EntropyScanPython = PyFunction["\<
def entropy_scan(args):
  data = args[0]
  window_size = float(args[1])

  summation_term = lambda p: p*math.log(p,2) if p>0 else 0

  current_chunk = data[:int(window_size)]
  byte_counts = [
    len(filter(lambda a:a==i, current_chunk))
    for i in range(256)]
  byte_probs = [byte_counts[i]/window_size for i in range(256)]

  H = -sum(
    [byte_probs[i]*math.log(byte_probs[i], 2)
      for i in range(256) if byte_probs[i]>0])
  entropies = [H]

  for offset in range(len(data)-window_size):
    byte_out, byte_in = data[offset], data[int(offset+window_size)]

    old_val_byte_out = summation_term(byte_probs[byte_out])
    old_val_byte_in = summation_term(byte_probs[byte_in])

    byte_counts[byte_out] -= 1;
    byte_counts[byte_in] += 1;
    byte_probs[byte_out] = byte_counts[byte_out]/window_size;
    byte_probs[byte_in] = byte_counts[byte_in]/window_size;

    val_byte_out = summation_term(byte_probs[byte_out])
    val_byte_in = summation_term(byte_probs[byte_in])

    H = H + old_val_byte_out + old_val_byte_in - val_byte_out - val_byte_in
    entropies.append(H)
  return entropies
\>"];

Saturday, May 12, 2007

Scanning data for entropy anomalies

l0re just asked the following question in the OpenRCE forums:

I'm currently searching for a tool that does an entropy analyse.
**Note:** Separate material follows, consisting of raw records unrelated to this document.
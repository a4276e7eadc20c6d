use std::sync::Arc;

use futures_util::{stream::BoxStream, FutureExt, StreamExt};
use graphql_operation_synthesis::{Schema, SchemaError};

use super::{ExecutionOutcome, ExecutionRequest, SubscriptionExecutor};
use crate::{ExecutionContext, Response};

/// Erases the query, mutation and subscription type parameters of an `async_graphql::Schema`
/// so the executor can be used as a trait object.
trait ErasedSchema: Send + Sync {
    fn execute_stream(&self, request: async_graphql::Request) -> BoxStream<'static, async_graphql::Response>;

    fn sdl(&self) -> String;
}

impl<Q, M, S> ErasedSchema for async_graphql::Schema<Q, M, S>
where
    Q: async_graphql::ObjectType + 'static,
    M: async_graphql::ObjectType + 'static,
    S: async_graphql::SubscriptionType + 'static,
{
    fn execute_stream(&self, request: async_graphql::Request) -> BoxStream<'static, async_graphql::Response> {
        Box::pin(async_graphql::Schema::execute_stream(self, request))
    }

    fn sdl(&self) -> String {
        async_graphql::Schema::sdl(self)
    }
}

/// Runs subscriptions on an in-process `async-graphql` schema.
///
/// The caller's headers and extensions are available to resolvers as context data
/// (`ctx.data::<http::HeaderMap>()`).
#[derive(Clone)]
pub struct AsyncGraphqlExecutor {
    schema: Arc<dyn ErasedSchema>,
}

impl AsyncGraphqlExecutor {
    pub fn new<Q, M, S>(schema: async_graphql::Schema<Q, M, S>) -> Self
    where
        Q: async_graphql::ObjectType + 'static,
        M: async_graphql::ObjectType + 'static,
        S: async_graphql::SubscriptionType + 'static,
    {
        AsyncGraphqlExecutor {
            schema: Arc::new(schema),
        }
    }

    pub fn sdl(&self) -> String {
        self.schema.sdl()
    }

    /// The type graph of the executable schema, as used for synthesis.
    pub fn graph(&self) -> Result<Schema, SchemaError> {
        Schema::from_sdl(&self.sdl())
    }
}

#[async_trait::async_trait]
impl SubscriptionExecutor for AsyncGraphqlExecutor {
    async fn execute(&self, request: ExecutionRequest<'_>) -> ExecutionOutcome {
        let ExecutionContext { headers, extensions } = request.context;

        let request = async_graphql::Request::new(request.query)
            .operation_name(request.operation_name)
            .variables(async_graphql::Variables::from_json(serde_json::Value::Object(
                request.variables,
            )))
            .data(headers)
            .data(extensions);

        let mut stream = self.schema.execute_stream(request);

        // Request errors are produced on the first poll, without waiting on any resolver, and
        // close the stream right away. A failing first event keeps the stream open.
        let first = match stream.next().now_or_never() {
            None => return ExecutionOutcome::Stream(stream.map(|response| Ok(into_response(response))).boxed()),
            Some(None) => return ExecutionOutcome::Response(Response::default()),
            Some(Some(first)) => first,
        };

        let mut head = vec![first];
        let ended = match stream.next().now_or_never() {
            Some(None) => true,
            Some(Some(second)) => {
                head.push(second);
                false
            }
            None => false,
        };

        if ended {
            if head[0].is_err() && head[0].data == async_graphql::Value::Null {
                return ExecutionOutcome::Response(into_response(head.remove(0)));
            }
            return ExecutionOutcome::Stream(
                futures_util::stream::iter(head)
                    .map(|response| Ok(into_response(response)))
                    .boxed(),
            );
        }

        ExecutionOutcome::Stream(
            futures_util::stream::iter(head)
                .chain(stream)
                .map(|response| Ok(into_response(response)))
                .boxed(),
        )
    }
}

fn into_response(response: async_graphql::Response) -> Response {
    serde_json::to_value(&response)
        .and_then(serde_json::from_value)
        .unwrap_or_else(|err| Response::error(format!("could not convert the execution result: {err}")))
}
use enostr::{kind, Note, Pubkey};
use tracing::error;

use super::tag::{parse_tags, to_tuples, MuteCategory, MuteTag};
use crate::{Error, Result, SelfCipher};

/// A decoded mute list document.
#[derive(Debug, Clone, PartialEq, Eq)]
pub struct MuteList {
    pub owner: Pubkey,
    /// Visible to everyone on the network
    pub public_tags: Vec<MuteTag>,
    /// Recovered from the self-encrypted content
    pub private_tags: Vec<MuteTag>,
    pub created_at: u64,
}

impl MuteList {
    pub fn empty(owner: Pubkey) -> Self {
        Self {
            owner,
            public_tags: Vec::new(),
            private_tags: Vec::new(),
            created_at: 0,
        }
    }

    /// Public tags followed by private tags.
    pub fn effective_tags(&self) -> impl Iterator<Item = &MuteTag> {
        self.public_tags.iter().chain(self.private_tags.iter())
    }

    pub fn contains(&self, category: &MuteCategory, value: &str) -> bool {
        self.effective_tags().any(|t| t.is(category, value))
    }

    pub fn public_tuples(&self) -> Vec<Vec<String>> {
        to_tuples(&self.public_tags)
    }
}

/// Why the private portion of a mute list could not be read.
#[derive(Debug, thiserror::Error)]
pub enum DecodeFailure {
    #[error("decrypt failed: {0}")]
    Decrypt(Error),

    #[error("private tags are not a json tag array: {0}")]
    Json(serde_json::Error),
}

/// Outcome of reading the encrypted content of a mute list.
#[derive(Debug)]
pub enum PrivateTags {
    /// Content was the empty string
    Empty,
    /// Content decrypted and parsed, possibly to an empty sequence
    Decoded(Vec<MuteTag>),
    /// Content was present but unreadable
    Failed(DecodeFailure),
}

impl PrivateTags {
    pub fn is_failed(&self) -> bool {
        matches!(self, PrivateTags::Failed(_))
    }

    /// Best-effort tags: a failure reads as an empty sequence.
    pub fn into_tags(self) -> Vec<MuteTag> {
        match self {
            PrivateTags::Empty | PrivateTags::Failed(_) => Vec::new(),
            PrivateTags::Decoded(tags) => tags,
        }
    }
}

/// Reads and writes the encrypted half of mute list documents.
pub struct MuteListStore<C> {
    cipher: C,
}

impl<C: SelfCipher> MuteListStore<C> {
    pub fn new(cipher: C) -> Self {
        Self { cipher }
    }

    pub fn cipher(&self) -> &C {
        &self.cipher
    }

    /// Never fails. Unreadable content is logged and reported as
    /// [`PrivateTags::Failed`].
    pub fn decrypt_private_tags(&self, owner: &Pubkey, content: &str) -> PrivateTags {
        if content.is_empty() {
            return PrivateTags::Empty;
        }

        let json = match self.cipher.decrypt(owner, content) {
            Ok(json) => json,
            Err(e) => {
                error!("mute list parse error for {owner}: {e}");
                return PrivateTags::Failed(DecodeFailure::Decrypt(e));
            }
        };

        match serde_json::from_str::<Vec<Vec<String>>>(&json) {
            Ok(tuples) => PrivateTags::Decoded(parse_tags(&tuples)),
            Err(e) => {
                error!("mute list parse error for {owner}: {e}");
                PrivateTags::Failed(DecodeFailure::Json(e))
            }
        }
    }

    /// Content for a document carrying `tags` privately. No private tags is
    /// always the empty string, never the ciphertext of `[]`.
    pub fn encrypt_private_tags(&self, owner: &Pubkey, tags: &[MuteTag]) -> Result<String> {
        if tags.is_empty() {
            return Ok(String::new());
        }

        let json = serde_json::to_string(&to_tuples(tags))?;
        self.cipher.encrypt(owner, &json)
    }

    /// Decode a mute list document. Malformed public tags are dropped and a
    /// failed private section reads as empty.
    pub fn load(&self, note: &Note) -> MuteList {
        debug_assert_eq!(note.kind, kind::MUTE_LIST);

        MuteList {
            owner: note.pubkey,
            public_tags: parse_tags(&note.tags),
            private_tags: self
                .decrypt_private_tags(&note.pubkey, &note.content)
                .into_tags(),
            created_at: note.created_at,
        }
    }
}
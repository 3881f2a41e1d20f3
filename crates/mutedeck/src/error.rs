use enostr::Pubkey;

/// Errors surfaced to callers of the mute list editor.
///
/// Private tag decode failures never show up here, they are reported through
/// [`crate::PrivateTags::Failed`].
#[derive(thiserror::Error, Debug)]
pub enum Error {
    #[error("relay error: {0}")]
    Relay(String),

    #[error("nostr error: {0}")]
    Nostr(#[from] enostr::Error),

    #[error("json error: {0}")]
    Json(#[from] serde_json::Error),

    #[error("cipher holds keys for {held}, not {requested}")]
    NotOwner { held: Pubkey, requested: Pubkey },

    #[error("malformed tag: {0:?}")]
    MalformedTag(Vec<String>),
}

impl Error {
    pub fn relay(msg: impl Into<String>) -> Self {
        Error::Relay(msg.into())
    }
}
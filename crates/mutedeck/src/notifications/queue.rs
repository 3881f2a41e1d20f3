use enostr::{Note, Pubkey};
use hashbrown::HashMap;
use tracing::{debug, info};

use super::backend::NotificationBackend;
use super::gate::NotificationGate;
use super::types::{Delivery, Metadata};

/// Holds notifications back until their author's metadata is known.
///
/// Owned by the session: created at sign in, cleared at sign out.
pub struct NotificationQueue<B> {
    gate: NotificationGate<B>,
    /// Per author, in arrival order, unique by event id
    pending: HashMap<Pubkey, Vec<Note>>,
}

impl<B: NotificationBackend> NotificationQueue<B> {
    pub fn new(gate: NotificationGate<B>) -> Self {
        Self {
            gate,
            pending: HashMap::new(),
        }
    }

    pub fn gate(&self) -> &NotificationGate<B> {
        &self.gate
    }

    pub fn gate_mut(&mut self) -> &mut NotificationGate<B> {
        &mut self.gate
    }

    /// Deliver now if the author's metadata is cached, otherwise queue.
    ///
    /// Anything still queued for the author goes out first, so a profile that
    /// reached the cache without a [`Self::dequeue`] call doesn't strand
    /// older events. Returns nothing when the event was queued.
    pub fn notify(&mut self, event: Note) -> Vec<Delivery> {
        if !self.gate.has_metadata(&event.pubkey) {
            self.enqueue(event);
            return Vec::new();
        }

        let backlog = self.pending.remove(&event.pubkey).unwrap_or_default();
        if !backlog.is_empty() {
            debug!(
                "flushing {} queued notifications for {} ahead of {}",
                backlog.len(),
                event.pubkey,
                event.id
            );
        }

        let already_queued = backlog.iter().any(|e| e.id == event.id);
        let mut deliveries: Vec<Delivery> =
            backlog.iter().map(|e| self.gate.send(e)).collect();
        if !already_queued {
            deliveries.push(self.gate.send(&event));
        }
        deliveries
    }

    /// Queue `event` for its author. Returns false if an event with the same
    /// id was already waiting.
    pub fn enqueue(&mut self, event: Note) -> bool {
        let unsent = self.pending.entry(event.pubkey).or_default();
        if unsent.iter().any(|e| e.id == event.id) {
            debug!("notification {} already queued", event.id);
            return false;
        }

        debug!("queueing notification {} until {} resolves", event.id, event.pubkey);
        unsent.push(event);
        true
    }

    /// Metadata for `metadata.pubkey` arrived: deliver everything queued for
    /// that author, oldest first, and forget it.
    ///
    /// Delivery uses `metadata` itself, so it works even before the host has
    /// written the profile into its cache.
    pub fn dequeue(&mut self, metadata: &Metadata) -> Vec<Delivery> {
        let Some(unsent) = self.pending.remove(&metadata.pubkey) else {
            return Vec::new();
        };

        debug!("draining {} notifications for {}", unsent.len(), metadata.pubkey);
        unsent
            .iter()
            .map(|event| self.gate.send_with_profile(event, &metadata.profile))
            .collect()
    }

    pub fn pending_for(&self, author: &Pubkey) -> &[Note] {
        self.pending.get(author).map(Vec::as_slice).unwrap_or_default()
    }

    /// Total number of queued events across authors.
    pub fn pending_len(&self) -> usize {
        self.pending.values().map(Vec::len).sum()
    }

    /// Forget every queued notification.
    pub fn clear(&mut self) {
        let dropped = self.pending_len();
        self.pending.clear();
        info!("cleared {dropped} pending notifications");
    }
}
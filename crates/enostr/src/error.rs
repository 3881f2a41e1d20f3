use std::array::TryFromSliceError;
use thiserror::Error;

#[derive(Error, Debug)]
pub enum Error {
    #[error("hex decoding failed")]
    HexDecodeFailed,

    #[error("invalid bech32")]
    InvalidBech32,

    #[error("invalid byte size")]
    InvalidByteSize,

    #[error("invalid public key")]
    InvalidPublicKey,

    #[error("missing secret key")]
    MissingSecretKey,

    #[error("nip44 error: {0}")]
    Nip44(#[from] nostr::nips::nip44::Error),

    #[error("json error: {0}")]
    Json(#[from] serde_json::Error),
}

impl From<TryFromSliceError> for Error {
    fn from(_e: TryFromSliceError) -> Self {
        Error::InvalidByteSize
    }
}

impl From<hex::FromHexError> for Error {
    fn from(_e: hex::FromHexError) -> Self {
        Error::HexDecodeFailed
    }
}
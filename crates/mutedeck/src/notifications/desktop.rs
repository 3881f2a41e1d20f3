//! Desktop notification backend.
//!
//! Linux goes through notify-rust, macOS through osascript. Other platforms
//! report [`Permission::Unsupported`].

use super::backend::{NotificationBackend, Permission};
#[cfg(any(target_os = "linux", target_os = "macos"))]
use tracing::{debug, error};

/// Desktop notification backend.
///
/// Desktop platforms have no permission prompt, so permission is granted
/// wherever a notification service exists.
pub struct DesktopBackend {
    /// App name shown in notifications (used on Linux)
    app_name: String,
}

impl DesktopBackend {
    pub fn with_app_name(app_name: impl Into<String>) -> Self {
        Self {
            app_name: app_name.into(),
        }
    }

    pub fn new() -> Self {
        Self::default()
    }

    pub fn app_name(&self) -> &str {
        &self.app_name
    }
}

impl Default for DesktopBackend {
    fn default() -> Self {
        Self::with_app_name("mutedeck")
    }
}

impl NotificationBackend for DesktopBackend {
    fn permission(&self) -> Permission {
        if cfg!(any(target_os = "linux", target_os = "macos")) {
            Permission::Granted
        } else {
            Permission::Unsupported
        }
    }

    fn send_notification(&self, title: &str, icon: Option<&str>, body: &str) {
        #[cfg(target_os = "linux")]
        {
            use notify_rust::Notification;

            let mut notification = Notification::new();
            notification.appname(&self.app_name).summary(title).body(body);
            if let Some(icon) = icon {
                notification.icon(icon);
            }

            match notification.show() {
                Ok(_) => debug!("Desktop notification displayed"),
                Err(e) => error!("Failed to show desktop notification: {}", e),
            }
        }

        #[cfg(target_os = "macos")]
        {
            // osascript can't show a remote icon
            let _ = icon;
            show_macos_notification(title, body);
        }

        #[cfg(not(any(target_os = "linux", target_os = "macos")))]
        {
            let _ = (title, icon, body);
        }
    }
}

/// AppleScript string literal for `s`.
#[cfg(any(target_os = "macos", test))]
fn applescript_quote(s: &str) -> String {
    format!("\"{}\"", s.replace('\\', "\\\\").replace('"', "\\\""))
}

/// Post through `osascript`, which works without an app bundle.
#[cfg(target_os = "macos")]
fn show_macos_notification(title: &str, body: &str) {
    let script = format!(
        "display notification {} with title {}",
        applescript_quote(body),
        applescript_quote(title)
    );

    let output = match std::process::Command::new("osascript")
        .args(["-e", &script])
        .output()
    {
        Ok(output) => output,
        Err(e) => {
            error!("could not run osascript: {e}");
            return;
        }
    };

    if output.status.success() {
        debug!("macOS notification displayed");
    } else {
        error!(
            "osascript failed: {}",
            String::from_utf8_lossy(&output.stderr)
        );
    }
}

#[cfg(test)]
mod tests {
    use super::*;

    #[test]
    fn permission_follows_platform() {
        let backend = DesktopBackend::new();
        assert_eq!(backend.app_name(), "mutedeck");

        let expected = if cfg!(any(target_os = "linux", target_os = "macos")) {
            Permission::Granted
        } else {
            Permission::Unsupported
        };
        assert_eq!(backend.permission(), expected);
    }

    #[test]
    fn applescript_quoting() {
        assert_eq!(applescript_quote("hi"), r#""hi""#);
        assert_eq!(applescript_quote(r#"say "gm" \o/"#), r#""say \"gm\" \\o/""#);
    }
}
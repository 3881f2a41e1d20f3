use crate::Error;

pub type Result<T> = std::result::Result<T, Error>;
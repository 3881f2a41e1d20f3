use serde_json::{Map, Value};
use tracing::debug;

/// Parsed content of a kind-0 metadata event.
#[derive(Debug, Clone, Default)]
pub struct ProfileState(Value);

impl ProfileState {
    pub fn new(value: Map<String, Value>) -> Self {
        Self(Value::Object(value))
    }

    pub fn get_str(&self, name: &str) -> Option<&str> {
        self.0.get(name).and_then(|v| v.as_str())
    }

    pub fn value(&self) -> &Value {
        &self.0
    }

    #[inline]
    pub fn name(&self) -> Option<&str> {
        self.get_str("name")
    }

    #[inline]
    pub fn display_name(&self) -> Option<&str> {
        self.get_str("display_name")
    }

    #[inline]
    pub fn picture(&self) -> Option<&str> {
        self.get_str("picture")
    }

    /// Non-object or unparsable contents yield an empty profile.
    pub fn from_note_contents(contents: &str) -> Self {
        let data = match serde_json::from_str(contents) {
            Ok(Value::Object(data)) => data,
            Ok(_) => {
                debug!("profile contents are not a json object");
                Map::new()
            }
            Err(err) => {
                debug!("unparsable profile contents: {err}");
                Map::new()
            }
        };

        Self::new(data)
    }
}
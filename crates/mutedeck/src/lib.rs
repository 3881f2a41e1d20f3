mod crypto;
mod error;
pub mod mute;
mod muted;
pub mod notifications;
mod options;
mod relay;
mod result;
mod session;

pub use crypto::{KeypairCipher, SelfCipher};
pub use error::Error;
pub use mute::{
    EditOutcome, MuteCategory, MuteList, MuteListEditor, MuteListStore, MuteTag, PrivateTags,
};
pub use muted::{MuteReason, Muted};
pub use options::{MuteCategories, MuteOptions};
pub use relay::{MemoryRelay, RelayApi};
pub use result::Result;
pub use session::Session;

// export libs
pub use enostr;
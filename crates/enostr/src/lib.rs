mod error;
mod filter;
mod keypair;
pub mod nip44;
mod note;
mod profile;
mod pubkey;

pub use error::Error;
pub use filter::Filter;
pub use keypair::{FilledKeypair, FullKeypair, Keypair};
pub use nostr::SecretKey;
pub use note::{kind, Note, NoteId};
pub use profile::ProfileState;
pub use pubkey::Pubkey;

pub type Result<T> = std::result::Result<T, error::Error>;
use std::fmt;

use enostr::Pubkey;
use tracing::warn;

use crate::{Error, Result};

/// What a mute tag refers to, keyed by the tag name on the wire.
#[derive(Debug, Clone, PartialEq, Eq, Hash)]
pub enum MuteCategory {
    /// `["word", "<string>"]`
    Word,
    /// `["p", "<pubkey hex>", ...]`
    Pubkey,
    /// `["e", "<event id hex>", ...]`, a muted thread
    EventId,
    /// `["t", "<hashtag>"]`
    Hashtag,
    /// Anything else. Carried through edits untouched and never matched.
    Other(String),
}

impl MuteCategory {
    pub fn from_tag_name(name: &str) -> Self {
        match name {
            "word" => MuteCategory::Word,
            "p" => MuteCategory::Pubkey,
            "e" => MuteCategory::EventId,
            "t" => MuteCategory::Hashtag,
            other => MuteCategory::Other(other.to_owned()),
        }
    }

    pub fn tag_name(&self) -> &str {
        match self {
            MuteCategory::Word => "word",
            MuteCategory::Pubkey => "p",
            MuteCategory::EventId => "e",
            MuteCategory::Hashtag => "t",
            MuteCategory::Other(name) => name,
        }
    }
}

impl fmt::Display for MuteCategory {
    fn fmt(&self, f: &mut fmt::Formatter<'_>) -> fmt::Result {
        f.write_str(self.tag_name())
    }
}

/// One entry of a mute list. Category always comes first on the wire.
#[derive(Debug, Clone, PartialEq, Eq)]
pub struct MuteTag {
    pub category: MuteCategory,
    pub value: String,
    /// Trailing tuple elements such as relay hints, preserved verbatim.
    pub extra: Vec<String>,
}

impl MuteTag {
    pub fn new(category: MuteCategory, value: impl Into<String>) -> Self {
        Self {
            category,
            value: value.into(),
            extra: Vec::new(),
        }
    }

    pub fn word(word: impl Into<String>) -> Self {
        Self::new(MuteCategory::Word, word)
    }

    pub fn pubkey(pk: &Pubkey) -> Self {
        Self::new(MuteCategory::Pubkey, pk.hex())
    }

    /// Parse a `[category, value, ...]` tuple.
    pub fn parse(tuple: &[String]) -> Result<Self> {
        match tuple {
            [name, value, extra @ ..] if !name.is_empty() => Ok(Self {
                category: MuteCategory::from_tag_name(name),
                value: value.clone(),
                extra: extra.to_vec(),
            }),
            _ => Err(Error::MalformedTag(tuple.to_vec())),
        }
    }

    pub fn to_tuple(&self) -> Vec<String> {
        let mut tuple = Vec::with_capacity(2 + self.extra.len());
        tuple.push(self.category.tag_name().to_owned());
        tuple.push(self.value.clone());
        tuple.extend(self.extra.iter().cloned());
        tuple
    }

    /// Identity of a mute entry: category and value, ignoring extras.
    pub fn is(&self, category: &MuteCategory, value: &str) -> bool {
        self.category == *category && self.value == value
    }
}

/// Parse wire tuples, dropping (and reporting) malformed ones.
pub fn parse_tags(tuples: &[Vec<String>]) -> Vec<MuteTag> {
    tuples
        .iter()
        .filter_map(|tuple| match MuteTag::parse(tuple) {
            Ok(tag) => Some(tag),
            Err(e) => {
                warn!("mute list: rejecting tag: {e}");
                None
            }
        })
        .collect()
}

pub fn to_tuples(tags: &[MuteTag]) -> Vec<Vec<String>> {
    tags.iter().map(MuteTag::to_tuple).collect()
}
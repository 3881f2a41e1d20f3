//! Read-only collaborators consulted by the notification gate, with
//! in-memory implementations.

use std::sync::{PoisonError, RwLock};

use enostr::{kind, Note, NoteId, Pubkey};
use hashbrown::{HashMap, HashSet};
use tracing::debug;

use super::types::{CachedProfile, Metadata};

/// Author display metadata.
pub trait ProfileCache: Send + Sync {
    fn lookup(&self, author: &Pubkey) -> Option<CachedProfile>;
}

/// Event ids each author has deleted (NIP-09).
pub trait DeletionIndex: Send + Sync {
    fn is_deleted(&self, author: &Pubkey, id: &NoteId) -> bool;
}

/// The followees-of-followees allowlist.
pub trait SocialGraph: Send + Sync {
    fn contains(&self, pubkey: &Pubkey) -> bool;
}

#[derive(Default)]
pub struct MemoryProfileCache {
    profiles: RwLock<HashMap<Pubkey, CachedProfile>>,
}

impl MemoryProfileCache {
    pub fn insert(&self, metadata: &Metadata) {
        self.profiles
            .write()
            .unwrap_or_else(PoisonError::into_inner)
            .insert(metadata.pubkey, metadata.profile.clone());
    }
}

impl ProfileCache for MemoryProfileCache {
    fn lookup(&self, author: &Pubkey) -> Option<CachedProfile> {
        self.profiles
            .read()
            .unwrap_or_else(PoisonError::into_inner)
            .get(author)
            .cloned()
    }
}

#[derive(Default)]
pub struct MemoryDeletionIndex {
    deleted: RwLock<HashMap<Pubkey, HashSet<NoteId>>>,
}

impl MemoryDeletionIndex {
    pub fn insert(&self, author: Pubkey, id: NoteId) {
        self.deleted
            .write()
            .unwrap_or_else(PoisonError::into_inner)
            .entry(author)
            .or_default()
            .insert(id);
    }

    /// Record every `e` tag of a kind-5 deletion under its author. Only the
    /// author can delete their own events, so ids are keyed by the deleter.
    pub fn apply_deletion(&self, note: &Note) {
        if note.kind != kind::DELETION {
            return;
        }

        for e in note.tag_values("e") {
            match NoteId::from_hex(e) {
                Ok(id) => self.insert(note.pubkey, id),
                Err(err) => debug!("deletion {}: bad e tag '{e}': {err}", note.id),
            }
        }
    }
}

impl DeletionIndex for MemoryDeletionIndex {
    fn is_deleted(&self, author: &Pubkey, id: &NoteId) -> bool {
        self.deleted
            .read()
            .unwrap_or_else(PoisonError::into_inner)
            .get(author)
            .is_some_and(|ids| ids.contains(id))
    }
}

/// A replaceable snapshot of the 2-hop followee set.
#[derive(Default)]
pub struct FolloweeSet {
    pubkeys: RwLock<HashSet<Pubkey>>,
}

impl FolloweeSet {
    pub fn new(pubkeys: impl IntoIterator<Item = Pubkey>) -> Self {
        Self {
            pubkeys: RwLock::new(pubkeys.into_iter().collect()),
        }
    }

    pub fn replace(&self, pubkeys: impl IntoIterator<Item = Pubkey>) {
        *self.pubkeys.write().unwrap_or_else(PoisonError::into_inner) =
            pubkeys.into_iter().collect();
    }

    pub fn len(&self) -> usize {
        self.pubkeys
            .read()
            .unwrap_or_else(PoisonError::into_inner)
            .len()
    }

    pub fn is_empty(&self) -> bool {
        self.len() == 0
    }
}

impl SocialGraph for FolloweeSet {
    fn contains(&self, pubkey: &Pubkey) -> bool {
        self.pubkeys
            .read()
            .unwrap_or_else(PoisonError::into_inner)
            .contains(pubkey)
    }
}

#[cfg(test)]
mod tests {
    use super::*;

    #[test]
    fn deletion_index_is_keyed_by_author() {
        let alice = Pubkey::new([1; 32]);
        let bob = Pubkey::new([2; 32]);
        let target = NoteId::new([9; 32]);

        let deletion = Note::unsigned(
            alice,
            1,
            kind::DELETION,
            vec![
                vec!["e".to_string(), target.hex()],
                vec!["e".to_string(), "nothex".to_string()],
            ],
            "",
        );

        let index = MemoryDeletionIndex::default();
        index.apply_deletion(&deletion);

        assert!(index.is_deleted(&alice, &target));
        assert!(!index.is_deleted(&bob, &target));
    }

    #[test]
    fn followee_set_replace() {
        let a = Pubkey::new([1; 32]);
        let b = Pubkey::new([2; 32]);
        let set = FolloweeSet::new([a]);
        assert!(set.contains(&a));
        set.replace([b]);
        assert!(!set.contains(&a));
        assert!(set.contains(&b));
        assert_eq!(set.len(), 1);
    }
}
//! NIP-44 v2 self-encryption
//!
//! Private entries of replaceable lists (NIP-51) are encrypted by the owner to
//! their own public key: the conversation key is derived from the owner's
//! secret key and the owner's own x-only public key, so nobody else observing
//! the event can read the content.

use nostr::nips::nip44;
use nostr::secp256k1::rand::rngs::OsRng;

use crate::{Error, FilledKeypair};

/// Encrypt `plaintext` so that only `keypair` can read it back.
///
/// Returns the base64 NIP-44 v2 payload suitable for an event `content`.
pub fn encrypt_to_self(keypair: FilledKeypair<'_>, plaintext: &str) -> Result<String, Error> {
    let own_pk = keypair.pubkey.to_nostr()?;
    let mut rng = OsRng;
    let payload = nip44::encrypt_with_rng(
        &mut rng,
        keypair.secret_key,
        &own_pk,
        plaintext,
        nip44::Version::V2,
    )?;
    Ok(payload)
}

/// Decrypt a payload produced by [`encrypt_to_self`].
pub fn decrypt_from_self(keypair: FilledKeypair<'_>, payload: &str) -> Result<String, Error> {
    let own_pk = keypair.pubkey.to_nostr()?;
    Ok(nip44::decrypt(keypair.secret_key, &own_pk, payload)?)
}

#[cfg(test)]
mod tests {
    use super::*;
    use crate::FullKeypair;

    #[test]
    fn roundtrip() {
        let kp = FullKeypair::generate();
        let plain = r#"[["word","spoilers"],["p","abcd"]]"#;
        let enc = encrypt_to_self(kp.to_filled(), plain).unwrap();
        assert_ne!(enc, plain);
        assert_eq!(decrypt_from_self(kp.to_filled(), &enc).unwrap(), plain);
    }

    #[test]
    fn random_nonce_changes_ciphertext() {
        let kp = FullKeypair::generate();
        let a = encrypt_to_self(kp.to_filled(), "same").unwrap();
        let b = encrypt_to_self(kp.to_filled(), "same").unwrap();
        assert_ne!(a, b);
    }

    #[test]
    fn other_key_cannot_decrypt() {
        let kp = FullKeypair::generate();
        let other = FullKeypair::generate();
        let enc = encrypt_to_self(kp.to_filled(), "secret").unwrap();
        assert!(decrypt_from_self(other.to_filled(), &enc).is_err());
    }

    #[test]
    fn garbage_payload_is_an_error() {
        let kp = FullKeypair::generate();
        assert!(matches!(
            decrypt_from_self(kp.to_filled(), "not a payload"),
            Err(Error::Nip44(_))
        ));
    }
}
I want it to use it for finding a RSA key in a binary file. I have seen a tool that could do this on a workshop but unfortunately I don't know the name of tool and I can't find it with help of google. Does any one know the name of the tool or a tool that could do this?

I'm don't know of such tool from the top of my head although PEiD and OllyDBG both do statistical tests in order to detect possibly compressed/packed executables.

But having to come up with such things is one of the reasons why I love Python and Mathematica+Pythonika. With both it's possible to put together, in a few minutes the desired functionality.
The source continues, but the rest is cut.